_Required work_.
Would you write the data out once more, exactly as it is?

_Source material_.
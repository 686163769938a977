//! crates/revision_core/src/chat.rs
//!
//! The conversation-scoped teacher chat: the same metering, gateway and
//! failure contract as grading, with a different prompt shape and a
//! synchronous caller. Chat messages are capped per UTC day rather than
//! priced against the credit balance.

const TEACHER_PERSONA: &str = r#"You are a patient subject teacher helping a student revise for an exam.

- Answer the student's question directly, then briefly point out what they should revise next.
- Keep answers short enough to read between practice questions: a few sentences, not an essay.
- If the student asks for the answer to a live practice question, guide them with a hint instead of giving the answer away."#;

use std::sync::Arc;

use tracing::info;
use uuid::Uuid;

use crate::domain::MeteredAction;
use crate::error::PracticeError;
use crate::ledger::UsageLedger;
use crate::ports::{ChatMessage, CompletionRequest, CompletionService};

/// Gateway call settings for chat turns.
#[derive(Debug, Clone)]
pub struct ChatSettings {
    pub temperature: f32,
    pub max_tokens: u32,
}

impl Default for ChatSettings {
    fn default() -> Self {
        Self {
            temperature: 0.7,
            max_tokens: 800,
        }
    }
}

pub struct ChatOrchestrator {
    gateway: Arc<dyn CompletionService>,
    ledger: UsageLedger,
    settings: ChatSettings,
}

impl ChatOrchestrator {
    pub fn new(
        gateway: Arc<dyn CompletionService>,
        ledger: UsageLedger,
        settings: ChatSettings,
    ) -> Self {
        Self {
            gateway,
            ledger,
            settings,
        }
    }

    /// Answers one chat turn. The daily allowance is checked before the
    /// gateway is called; a denied turn costs nothing and never reaches the
    /// gateway. The usage record is appended only after a successful reply.
    pub async fn send_message(
        &self,
        user_id: Uuid,
        session_id: Option<Uuid>,
        history: &[ChatMessage],
        message: &str,
    ) -> Result<String, PracticeError> {
        if message.trim().is_empty() {
            return Err(PracticeError::Validation {
                field: "message",
                reason: "must not be empty".to_string(),
            });
        }

        self.ledger
            .check_daily_allowance(user_id, MeteredAction::ChatMessage)
            .await?;

        let mut messages = Vec::with_capacity(history.len() + 2);
        messages.push(ChatMessage::system(TEACHER_PERSONA));
        messages.extend(history.iter().cloned());
        messages.push(ChatMessage::user(message));

        let completion = self
            .gateway
            .complete(CompletionRequest {
                messages,
                temperature: self.settings.temperature,
                max_tokens: self.settings.max_tokens,
            })
            .await
            .map_err(|e| PracticeError::GatewayFailure(e.to_string()))?;

        self.ledger
            .record(user_id, MeteredAction::ChatMessage, session_id)
            .await?;
        info!(%user_id, tokens = completion.total_tokens, "Chat turn answered.");

        Ok(completion.content)
    }
}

_Response below_.
repository 686163769938a977
//! crates/revision_core/src/chat.rs
//!
//! The conversation-scoped teacher chat: the same metering, gateway and
//! failure contract as grading, with a different prompt shape and a
//! synchronous caller. Chat messages are capped per UTC day rather than
//! priced against the credit balance.

const TEACHER_PERSONA: &str = r#"You are a patient subject teacher helping a student revise for an exam.

- Answer the student's question directly, then briefly point out what they should revise next.
- Keep answers short enough to read between practice questions: a few sentences, not an essay.
- If the student asks for the answer to a live practice question, guide them with a hint instead of giving the answer away."#;

use std::sync::Arc;

use tracing::info;
use uuid::Uuid;

use crate::domain::MeteredAction;
use crate::error::PracticeError;
use crate::ledger::UsageLedger;
use crate::ports::{ChatMessage, CompletionRequest, CompletionService};

/// Gateway call settings for chat turns.
#[derive(Debug, Clone)]
pub struct ChatSettings {
    pub temperature: f32,
    pub max_tokens: u32,
}

impl Default for ChatSettings {
    fn default() -> Self {
        Self {
            temperature: 0.7,
            max_tokens: 800,
        }
    }
}

pub struct ChatOrchestrator {
    gateway: Arc<dyn CompletionService>,
    ledger: UsageLedger,
    settings: ChatSettings,
}

impl ChatOrchestrator {
    pub fn new(
        gateway: Arc<dyn CompletionService>,
        ledger: UsageLedger,
        settings: ChatSettings,
    ) -> Self {
        Self {
            gateway,
            ledger,
            settings,
        }
    }

    /// Answers one chat turn. The daily allowance is checked before the
    /// gateway is called; a denied turn costs nothing and never reaches the
    /// gateway. The usage record is appended only after a successful reply.
    pub async fn send_message(
        &self,
        user_id: Uuid,
        session_id: Option<Uuid>,
        history: &[ChatMessage],
        message: &str,
    ) -> Result<String, PracticeError> {
        if message.trim().is_empty() {
            return Err(PracticeError::Validation {
                field: "message",
                reason: "must not be empty".to_string(),
            });
        }

        self.ledger
            .check_daily_allowance(user_id, MeteredAction::ChatMessage)
            .await?;

        let mut messages = Vec::with_capacity(history.len() + 2);
        messages.push(ChatMessage::system(TEACHER_PERSONA));
        messages.extend(history.iter().cloned());
        messages.push(ChatMessage::user(message));

        let completion = self
            .gateway
            .complete(CompletionRequest {
                messages,
                temperature: self.settings.temperature,
                max_tokens: self.settings.max_tokens,
            })
            .await
            .map_err(|e| PracticeError::GatewayFailure(e.to_string()))?;

        self.ledger
            .record(user_id, MeteredAction::ChatMessage, session_id)
            .await?;
        info!(%user_id, tokens = completion.total_tokens, "Chat turn answered.");

        Ok(completion.content)
    }
}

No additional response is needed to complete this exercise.